ACTIVITY:
Among the records below, how many lines contain the word "Returns"? The answer is a single number.

RECORD SET:
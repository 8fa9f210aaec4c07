//! Email outbox rows.
//!
//! This lane is persisted as its own table rather than an opaque queue
//! message so the UI can inspect per-recipient delivery state. Claiming
//! works like a queue lease; `(analysis_id, recipient)` uniqueness is the
//! at-most-one-send guarantee.

use anyhow::{anyhow, Context, Result};
use chrono::{DateTime, Duration, Utc};
use sqlx::{FromRow, SqlitePool};

use crate::is_unique_violation;

#[derive(Debug, Clone, Copy, PartialEq, Eq)]
pub enum OutboxStatus {
    Pending,
    Sent,
    Failed,
    Dead,
}

impl OutboxStatus {
    pub fn as_str(&self) -> &'static str {
        match self {
            OutboxStatus::Pending => "pending",
            OutboxStatus::Sent => "sent",
            OutboxStatus::Failed => "failed",
            OutboxStatus::Dead => "dead",
        }
    }

    pub fn parse(s: &str) -> Result<Self> {
        match s {
            "pending" => Ok(OutboxStatus::Pending),
            "sent" => Ok(OutboxStatus::Sent),
            "failed" => Ok(OutboxStatus::Failed),
            "dead" => Ok(OutboxStatus::Dead),
            other => Err(anyhow!("invalid outbox status: {}", other)),
        }
    }
}

#[derive(Debug, Clone, FromRow)]
pub struct OutboxRow {
    pub outbox_id: i64,
    pub analysis_id: i64,
    pub recipient: String,
    pub status: String,
    pub attempts: i64,
    pub scheduled_at_utc: DateTime<Utc>,
    pub retry_next_at_utc: Option<DateTime<Utc>>,
    pub locked_until_utc: Option<DateTime<Utc>>,
    pub last_error: Option<String>,
    pub sent_at_utc: Option<DateTime<Utc>>,
}

const OUTBOX_COLUMNS: &str = "outbox_id, analysis_id, recipient, status, attempts, \
     scheduled_at_utc, retry_next_at_utc, locked_until_utc, last_error, sent_at_utc";

/// Queue one notification. Returns `Ok(false)` when the
/// `(analysis_id, recipient)` pair already exists — replays of the analysis
/// completion path cannot double-book a send.
pub async fn outbox_insert_deduped(
    pool: &SqlitePool,
    analysis_id: i64,
    recipient: &str,
    now: DateTime<Utc>,
) -> Result<bool> {
    let res = sqlx::query(
        r#"
        insert into email_outbox (analysis_id, recipient, scheduled_at_utc)
        values (?1, ?2, ?3)
        "#,
    )
    .bind(analysis_id)
    .bind(recipient)
    .bind(now)
    .execute(pool)
    .await;

    match res {
        Ok(_) => Ok(true),
        Err(e) if is_unique_violation(&e) => Ok(false),
        Err(e) => Err(anyhow::Error::new(e).context("outbox_insert_deduped failed")),
    }
}

/// Claim up to `batch` sendable rows: `pending`, past their retry horizon,
/// and not leased. Attempts count failures, not claims, per the retry table.
pub async fn outbox_claim_due(
    pool: &SqlitePool,
    batch: i64,
    now: DateTime<Utc>,
    lease: Duration,
) -> Result<Vec<OutboxRow>> {
    let locked_until = now + lease;
    let sql = format!(
        r#"
        update email_outbox
           set locked_until_utc = ?1
         where outbox_id in (
             select outbox_id from email_outbox
             where status = 'pending'
               and scheduled_at_utc <= ?2
               and (retry_next_at_utc is null or retry_next_at_utc <= ?2)
               and (locked_until_utc is null or locked_until_utc < ?2)
             order by outbox_id asc
             limit ?3
         )
        returning {OUTBOX_COLUMNS}
        "#
    );
    let mut rows = sqlx::query_as::<_, OutboxRow>(&sql)
        .bind(locked_until)
        .bind(now)
        .bind(batch)
        .fetch_all(pool)
        .await
        .context("outbox_claim_due failed")?;

    rows.sort_by_key(|r| r.outbox_id);
    Ok(rows)
}

/// `pending → sent`. Returns `false` if the row was not pending (a second
/// worker after lease expiry observed our completed send).
pub async fn outbox_mark_sent(
    pool: &SqlitePool,
    outbox_id: i64,
    now: DateTime<Utc>,
) -> Result<bool> {
    let res = sqlx::query(
        r#"
        update email_outbox
           set status = 'sent',
               sent_at_utc = coalesce(sent_at_utc, ?2),
               locked_until_utc = null,
               last_error = null
         where outbox_id = ?1 and status = 'pending'
        "#,
    )
    .bind(outbox_id)
    .bind(now)
    .execute(pool)
    .await
    .context("outbox_mark_sent failed")?;
    Ok(res.rows_affected() > 0)
}

/// Transient send failure: bump attempts, set the retry horizon, release the
/// lease. Returns the new attempt count so the caller can dead-letter at the
/// cap.
pub async fn outbox_mark_retry(
    pool: &SqlitePool,
    outbox_id: i64,
    retry_at: DateTime<Utc>,
    error: &str,
) -> Result<i64> {
    let (attempts,): (i64,) = sqlx::query_as(
        r#"
        update email_outbox
           set attempts = attempts + 1,
               retry_next_at_utc = ?2,
               locked_until_utc = null,
               last_error = ?3
         where outbox_id = ?1
        returning attempts
        "#,
    )
    .bind(outbox_id)
    .bind(retry_at)
    .bind(error)
    .fetch_one(pool)
    .await
    .context("outbox_mark_retry failed")?;
    Ok(attempts)
}

/// Terminal transition (`failed` on permanent rejection, `dead` on attempt
/// exhaustion).
pub async fn outbox_mark_terminal(
    pool: &SqlitePool,
    outbox_id: i64,
    status: OutboxStatus,
    error: &str,
) -> Result<bool> {
    debug_assert!(matches!(status, OutboxStatus::Failed | OutboxStatus::Dead));
    let res = sqlx::query(
        r#"
        update email_outbox
           set status = ?2,
               attempts = attempts + 1,
               locked_until_utc = null,
               last_error = ?3
         where outbox_id = ?1
        "#,
    )
    .bind(outbox_id)
    .bind(status.as_str())
    .bind(error)
    .execute(pool)
    .await
    .context("outbox_mark_terminal failed")?;
    Ok(res.rows_affected() > 0)
}

pub async fn list_outbox_for_analysis(
    pool: &SqlitePool,
    analysis_id: i64,
) -> Result<Vec<OutboxRow>> {
    let sql = format!(
        "select {OUTBOX_COLUMNS} from email_outbox \
         where analysis_id = ?1 order by outbox_id asc"
    );
    sqlx::query_as::<_, OutboxRow>(&sql)
        .bind(analysis_id)
        .fetch_all(pool)
        .await
        .context("list_outbox_for_analysis failed")
}

/// Housekeeping: drop terminal rows older than the retention cutoff.
pub async fn prune_terminal_outbox(pool: &SqlitePool, before: DateTime<Utc>) -> Result<u64> {
    let res = sqlx::query(
        r#"
        delete from email_outbox
         where status in ('sent','failed','dead')
           and coalesce(sent_at_utc, scheduled_at_utc) < ?1
        "#,
    )
    .bind(before)
    .execute(pool)
    .await
    .context("prune_terminal_outbox failed")?;
    Ok(res.rows_affected())
}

YOUR RESPONSE:
3